“The greatest tragedy in social science? Whoever invented the Prisoner’s Dilemma neglected to name it after themselves.”
– Jo Wolff (professor of public policy at the Blavatnik School of Government, University of Oxford)
What is the Prisoner’s Dilemma?
The Prisoner’s Dilemma is a well-known concept in modern game theory. Game theory is a framework for modelling scenarios where different ‘players’ have conflicts of interest. The Prisoner’s Dilemma presents us with a paradox in decision analysis in which two individuals, acting in their own self-interest, fail to produce the optimal outcome.
It works like this:
Alex and Bobbi have been arrested following a bank robbery. They’ve been placed in separate isolation cells and can’t communicate in any way. Both Alex and Bobbi care more about their own freedom than about the welfare of the other. A clever prosecutor makes the following offer to each:
“You may choose to confess or remain silent. If you choose to confess and your accomplice remains silent, I’ll drop all charges against you and your accomplice will serve three years in prison. Likewise, if your accomplice chooses to confess whist your remain silent, they will go free and you’ll serve the three years. If you both confess, you’ll each serve two years. If you both remain silent, you’ll each serve one year.”
Therein lies the ‘dilemma’. Both Alex and Bobbi have an incentive to betray the other. But if they both confess they’ll each serve two years in prison – a worse outcome than had they both remained silent.
If we assume that Alex and Bobbi are both purely rational, then the only possible outcome is for them to betray each other – betraying the other offers a greater reward (freedom) than cooperation (prison). This is an interesting outcome: in pursuing individual reward, both Alex and Bobbi are now worse off.
Why is it useful?
The Prisoner’s Dilemma is often used to illustrate the conflict between competition and cooperation or, more narrowly, individual and group rationality. We can see how a group pursuing rational self-interest may actually end off worse than a group whose members act contrary to rational self-interest.
Much of the contemporary discussion around the Prisoner’s Dilemma (and related scenarios) has focused on working out the conditions under which players would or should make the ‘cooperative’ move (corresponding to remaining silent). After all, benefiting oneself is not always wrong – but in the Prisoner’s Dilemma, both players prefer the outcome with the altruistic moves to the selfish moves. To some, this says something important about the nature of morality.

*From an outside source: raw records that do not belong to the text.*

impl MutationOrchestrator {
    pub fn new(
        store: DynPlaybookStore,
        membership: DynMembershipOracle,
        config: &PlaybooksConfig,
    ) -> Self {
        Self::from_parts(
            store,
            PolicyEvaluator::new(membership, &config.membership),
            StructuralValidator::new(config.limits.clone()),
            config.orchestrator.clone(),
        )
    }

    pub fn from_parts(
        store: DynPlaybookStore,
        policy: PolicyEvaluator,
        validator: StructuralValidator,
        config: OrchestratorConfig,
    ) -> Self {
        Self {
            store,
            policy,
            validator,
            config,
        }
    }

    pub async fn update_playbook(
        &self,
        actor: &Actor,
        id: &PlaybookId,
        update: &PlaybookUpdate,
    ) -> PlaybookResult<UpdateOutcome> {
        let mut mutation = Mutation::new("update_playbook", id);
        let mut attempt = 0;
        loop {
            match self.try_update(&mut mutation, actor, id, update).await {
                Err(err) if self.should_retry(&err, attempt) => {
                    attempt += 1;
                    mutation.restart(attempt);
                }
                Err(err) => return Err(mutation.reject(err)),
                Ok(outcome) => return Ok(outcome),
            }
        }
    }

    /// Appends a metric to the playbook and returns its identity.
    pub async fn add_metric(
        &self,
        actor: &Actor,
        playbook_id: &PlaybookId,
        input: &NewMetric,
    ) -> PlaybookResult<MetricId> {
        let mut mutation = Mutation::new("add_metric", playbook_id);
        // Generated once so conflict retries reuse the same identity.
        let metric_id = input.id.clone().unwrap_or_else(MetricId::generate);
        let mut attempt = 0;
        loop {
            match self
                .try_add_metric(&mut mutation, actor, playbook_id, &metric_id, input)
                .await
            {
                Err(err) if self.should_retry(&err, attempt) => {
                    attempt += 1;
                    mutation.restart(attempt);
                }
                Err(err) => return Err(mutation.reject(err)),
                Ok(()) => return Ok(metric_id),
            }
        }
    }

    pub async fn update_metric(
        &self,
        actor: &Actor,
        metric_id: &MetricId,
        update: &MetricUpdate,
    ) -> PlaybookResult<()> {
        let mut mutation = Mutation::new("update_metric", metric_id);
        let mut attempt = 0;
        loop {
            match self
                .try_update_metric(&mut mutation, actor, metric_id, update)
                .await
            {
                Err(err) if self.should_retry(&err, attempt) => {
                    attempt += 1;
                    mutation.restart(attempt);
                }
                Err(err) => return Err(mutation.reject(err)),
                Ok(()) => return Ok(()),
            }
        }
    }

    pub async fn delete_metric(&self, actor: &Actor, metric_id: &MetricId) -> PlaybookResult<()> {
        let mut mutation = Mutation::new("delete_metric", metric_id);
        let mut attempt = 0;
        loop {
            match self.try_delete_metric(&mut mutation, actor, metric_id).await {
                Err(err) if self.should_retry(&err, attempt) => {
                    attempt += 1;
                    mutation.restart(attempt);
                }
                Err(err) => return Err(mutation.reject(err)),
                Ok(()) => return Ok(()),
            }
        }
    }

    pub async fn get_playbook(&self, actor: &Actor, id: &PlaybookId) -> PlaybookResult<Playbook> {
        self.policy.authorize_view(actor)?;
        self.load(id).await
    }

    /// Every playbook the actor may view, ordered by title.
    pub async fn list_playbooks(&self, actor: &Actor) -> PlaybookResult<Vec<Playbook>> {
        self.policy.authorize_view(actor)?;
        let mut playbooks = self
            .with_storage_timeout("list playbooks", self.store.list_playbooks())
            .await?;
        playbooks.sort_by(|a, b| {
            a.title
                .to_lowercase()
                .cmp(&b.title.to_lowercase())
                .then_with(|| a.id.cmp(&b.id))
        });
        Ok(playbooks)
    }

    async fn try_update(
        &self,
        mutation: &mut Mutation,
        actor: &Actor,
        id: &PlaybookId,
        update: &PlaybookUpdate,
    ) -> PlaybookResult<UpdateOutcome> {
        let current = self.load(id).await?;
        mutation.advance();

        let diff = diff_playbook(&current, update);
        mutation.advance();
        if diff.is_empty() {
            debug!(playbook_id = %id, "Update has no effective changes");
            return Ok(UpdateOutcome {
                playbook_id: id.clone(),
                changed_fields: Vec::new(),
                version: current.version,
            });
        }

        let mut candidate = current.clone();
        diff.apply_to(&mut candidate)?;
        self.validator.validate_update(&candidate, &diff)?;
        mutation.advance();

        self.policy.authorize_update(actor, &current, &diff).await?;
        mutation.advance();

        mutation.advance();
        let version = self.save(&candidate).await?;
        mutation.advance();

        let changed_fields = diff.changed_fields();
        info!(
            playbook_id = %id,
            user_id = %actor.user_id,
            fields = ?changed_fields,
            version,
            "Playbook updated"
        );

        Ok(UpdateOutcome {
            playbook_id: id.clone(),
            changed_fields,
            version,
        })
    }

    async fn try_add_metric(
        &self,
        mutation: &mut Mutation,
        actor: &Actor,
        playbook_id: &PlaybookId,
        metric_id: &MetricId,
        input: &NewMetric,
    ) -> PlaybookResult<()> {
        let playbook = self.load(playbook_id).await?;
        mutation.advance();

        if let Some(existing) = playbook.metrics.get(metric_id) {
            mutation.advance();
            if input.id.is_some() && same_content(existing, input) {
                self.policy.authorize_metric_change(actor)?;
                debug!(metric_id = %metric_id, "Metric already present, add is a no-op");
                return Ok(());
            }
            return Err(PlaybookError::invalid_field(
                "id",
                format!("metric '{}' already exists with different content", metric_id),
            ));
        }

        if input.id.is_some() {
            let owner = self
                .with_storage_timeout(
                    "find metric",
                    self.store.find_playbook_id_by_metric(metric_id),
                )
                .await?;
            if let Some(owner) = owner.filter(|owner| owner != playbook_id) {
                return Err(PlaybookError::invalid_field(
                    "id",
                    format!("metric '{}' belongs to playbook '{}'", metric_id, owner),
                ));
            }
        }
        mutation.advance();

        let metric = self
            .validator
            .build_metric(&playbook, metric_id.clone(), input)?;
        mutation.advance();

        self.policy.authorize_metric_change(actor)?;
        mutation.advance();

        let mut candidate = playbook;
        candidate.metrics.push(metric)?;
        mutation.advance();

        let version = self.save(&candidate).await?;
        mutation.advance();

        info!(
            playbook_id = %playbook_id,
            metric_id = %metric_id,
            user_id = %actor.user_id,
            version,
            "Metric added"
        );
        Ok(())
    }

    async fn try_update_metric(
        &self,
        mutation: &mut Mutation,
        actor: &Actor,
        metric_id: &MetricId,
        update: &MetricUpdate,
    ) -> PlaybookResult<()> {
        let playbook = self.load_metric_owner(metric_id).await?;
        mutation.advance();

        let mut candidate = playbook.clone();
        let changed = candidate.metrics.update(metric_id, update)?;
        mutation.advance();
        if !changed {
            debug!(metric_id = %metric_id, "Metric update has no effective changes");
            return Ok(());
        }

        self.validator
            .validate_metric_update(&playbook, metric_id, update)?;
        mutation.advance();

        self.policy.authorize_metric_change(actor)?;
        mutation.advance();

        mutation.advance();
        let version = self.save(&candidate).await?;
        mutation.advance();

        info!(
            playbook_id = %candidate.id,
            metric_id = %metric_id,
            user_id = %actor.user_id,
            version,
            "Metric updated"
        );
        Ok(())
    }

    async fn try_delete_metric(
        &self,
        mutation: &mut Mutation,
        actor: &Actor,
        metric_id: &MetricId,
    ) -> PlaybookResult<()> {
        let mut candidate = self.load_metric_owner(metric_id).await?;
        mutation.advance();
        mutation.advance();
        mutation.advance();

        self.policy.authorize_metric_change(actor)?;
        mutation.advance();

        let removed = candidate.metrics.remove(metric_id)?;
        mutation.advance();

        let version = self.save(&candidate).await?;
        mutation.advance();

        info!(
            playbook_id = %candidate.id,
            metric_id = %metric_id,
            title = %removed.title,
            user_id = %actor.user_id,
            version,
            "Metric deleted"
        );
        Ok(())
    }

    fn should_retry(&self, err: &PlaybookError, attempt: u32) -> bool {
        matches!(err, PlaybookError::Conflict { .. }) && attempt < self.config.max_conflict_retries
    }

    async fn load(&self, id: &PlaybookId) -> PlaybookResult<Playbook> {
        self.with_storage_timeout("load playbook", self.store.load_playbook(id))
            .await?
            .ok_or_else(|| PlaybookError::PlaybookNotFound(id.to_string()))
    }

    /// Loads the playbook holding `metric_id`; missing either way is `MetricNotFound`.
    async fn load_metric_owner(&self, metric_id: &MetricId) -> PlaybookResult<Playbook> {
        let not_found = || PlaybookError::MetricNotFound(metric_id.to_string());

        let playbook_id = self
            .with_storage_timeout(
                "find metric",
                self.store.find_playbook_id_by_metric(metric_id),
            )
            .await?
            .ok_or_else(not_found)?;

        let playbook = self
            .with_storage_timeout("load playbook", self.store.load_playbook(&playbook_id))
            .await?
            .ok_or_else(not_found)?;

        if !playbook.metrics.contains(metric_id) {
            return Err(not_found());
        }
        Ok(playbook)
    }

    async fn save(&self, playbook: &Playbook) -> PlaybookResult<i64> {
        self.with_storage_timeout("save playbook", self.store.save_playbook(playbook))
            .await
    }

    async fn with_storage_timeout<T>(
        &self,
        what: &str,
        fut: impl Future<Output = PlaybookResult<T>>,
    ) -> PlaybookResult<T> {
        let limit: Duration = self.config.storage_timeout();
        tokio::time::timeout(limit, fut).await.map_err(|_| {
            PlaybookError::storage_unavailable(format!("{} timed out after {:?}", what, limit))
        })?
    }
}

Some elements of knife crime can be modelled on a Prisoner’s Dilemma. Take weapons amnesties, for example. There are three possible scenarios here. Firstly, if everyone hands in their weapons, then everyone is better off (safety). If some people hand in their knives and others do not, then they are safer at the expense of those who do (power imbalance). If no one hands in their knife, then everyone remains unsafe (danger).
This is one concept at the heart of knife crime. You get a knife to protect yourself because of the other knives around you – and you will only give up your knife if that’s what everyone else does. This is further complicated by the fact that you do not know for certain whether those around you have actually handed in their weapons or not.
Any system or process designed to facilitate mutually beneficial exchanges, like weapons amnesties, will need to overcome the Prisoner’s Dilemma or somehow avoid it.
It’s important to note that knives themselves are not strictly relevant to this model. Replace ‘knife’ with ‘gun, ‘hammer’, or a similar weapon and you end up in the same situation – safety, a power imbalance, or danger.
It’s often argued that knives are the weapon of choice because they’re accessible – they’re found in every kitchen across the country and anyone over the age of eighteen can buy one. So what about getting rid of knives? Would this help? If we gave everyone in London a gun, knife crime could well disappear overnight. But shootings would increase dramatically.
We could get rid of the knives, but that wouldn’t stop the crime. Instead, we could see an increase in crimes involving other types of weapon. If we want to see reduced rates of knife crime, we need to treat the root causes – not the symptoms.